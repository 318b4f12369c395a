//! Authentication errors

use axum::{
    http::StatusCode,
    response::{IntoResponse, Response},
    Json,
};
use serde_json::json;

/// Authentication error
#[derive(Debug, PartialEq)]
pub enum AuthError {
    MissingAuthorization,
    InvalidAuthorizationFormat,
    InvalidToken,
    InvalidUserId,
    MissingEmail,
    /// Session layer missing or session store failure
    SessionUnavailable,
    /// Caller is authenticated but lacks the staff role
    InsufficientRole,
}

impl AuthError {
    fn parts(&self) -> (StatusCode, &'static str, &'static str) {
        match self {
            AuthError::MissingAuthorization => (
                StatusCode::UNAUTHORIZED,
                "MISSING_AUTHORIZATION",
                "Authentication required",
            ),
            AuthError::InvalidAuthorizationFormat => (
                StatusCode::UNAUTHORIZED,
                "INVALID_AUTHORIZATION",
                "Invalid authorization header format",
            ),
            AuthError::InvalidToken => (
                StatusCode::UNAUTHORIZED,
                "INVALID_TOKEN",
                "Invalid or expired token",
            ),
            AuthError::InvalidUserId => (
                StatusCode::UNAUTHORIZED,
                "INVALID_TOKEN",
                "Invalid user ID in token",
            ),
            AuthError::MissingEmail => (
                StatusCode::UNAUTHORIZED,
                "INVALID_TOKEN",
                "Token carries no email address",
            ),
            AuthError::SessionUnavailable => (
                StatusCode::INTERNAL_SERVER_ERROR,
                "SESSION_ERROR",
                "Session unavailable",
            ),
            AuthError::InsufficientRole => (
                StatusCode::FORBIDDEN,
                "INSUFFICIENT_ROLE",
                "Only staff can access the admin interface",
            ),
        }
    }
}

impl std::fmt::Display for AuthError {
    fn fmt(&self, f: &mut std::fmt::Formatter<'_>) -> std::fmt::Result {
        f.write_str(self.parts().2)
    }
}

impl IntoResponse for AuthError {
    fn into_response(self) -> Response {
        let (status, code, message) = self.parts();

        let body = Json(json!({
            "error": {
                "code": code,
                "message": message,
            }
        }));

        (status, body).into_response()
    }
}
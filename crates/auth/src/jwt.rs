//! JWT validation and token extraction helpers

use axum::http::HeaderValue;
use jsonwebtoken::{decode, Algorithm, DecodingKey, Validation};

use crate::claims::IdentityClaims;
use crate::config::AuthConfig;
use crate::error::AuthError;

/// Validate an HS256 token issued by the identity provider
pub(crate) fn validate_jwt_token(
    token: &str,
    config: &AuthConfig,
) -> Result<IdentityClaims, AuthError> {
    let mut validation = Validation::new(Algorithm::HS256);

    if let Some(aud) = &config.audience {
        validation.set_audience(&[aud]);
    } else {
        validation.validate_aud = false;
    }

    if let Some(iss) = &config.issuer {
        validation.set_issuer(&[iss]);
    }

    let decoding_key = DecodingKey::from_secret(config.jwt_secret.as_ref());

    let token_data = decode::<IdentityClaims>(token, &decoding_key, &validation).map_err(|e| {
        tracing::debug!(error = %e, "JWT validation failed");
        AuthError::InvalidToken
    })?;

    Ok(token_data.claims)
}

/// Extract bearer token from Authorization header
pub(crate) fn extract_bearer_token(header: &HeaderValue) -> Result<String, AuthError> {
    let header_str = header
        .to_str()
        .map_err(|_| AuthError::InvalidAuthorizationFormat)?;

    header_str
        .strip_prefix("Bearer ")
        .map(|token| token.trim().to_string())
        .filter(|token| !token.is_empty())
        .ok_or(AuthError::InvalidAuthorizationFormat)
}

* * *

▶ **TASK**
Give only the lines from the one holding "fn into_response(self) ->" through the one holding "filename crates/auth/src/jwt.rs", each restated exactly as it appears above.

▶ **SOLUTION TO THIS PROBLEM**
    fn into_response(self) -> Response {
        let (status, code, message) = self.parts();

        let body = Json(json!({
            "error": {
                "code": code,
                "message": message,
            }
        }));

        (status, body).into_response()
    }
}
filename crates/auth/src/jwt.rs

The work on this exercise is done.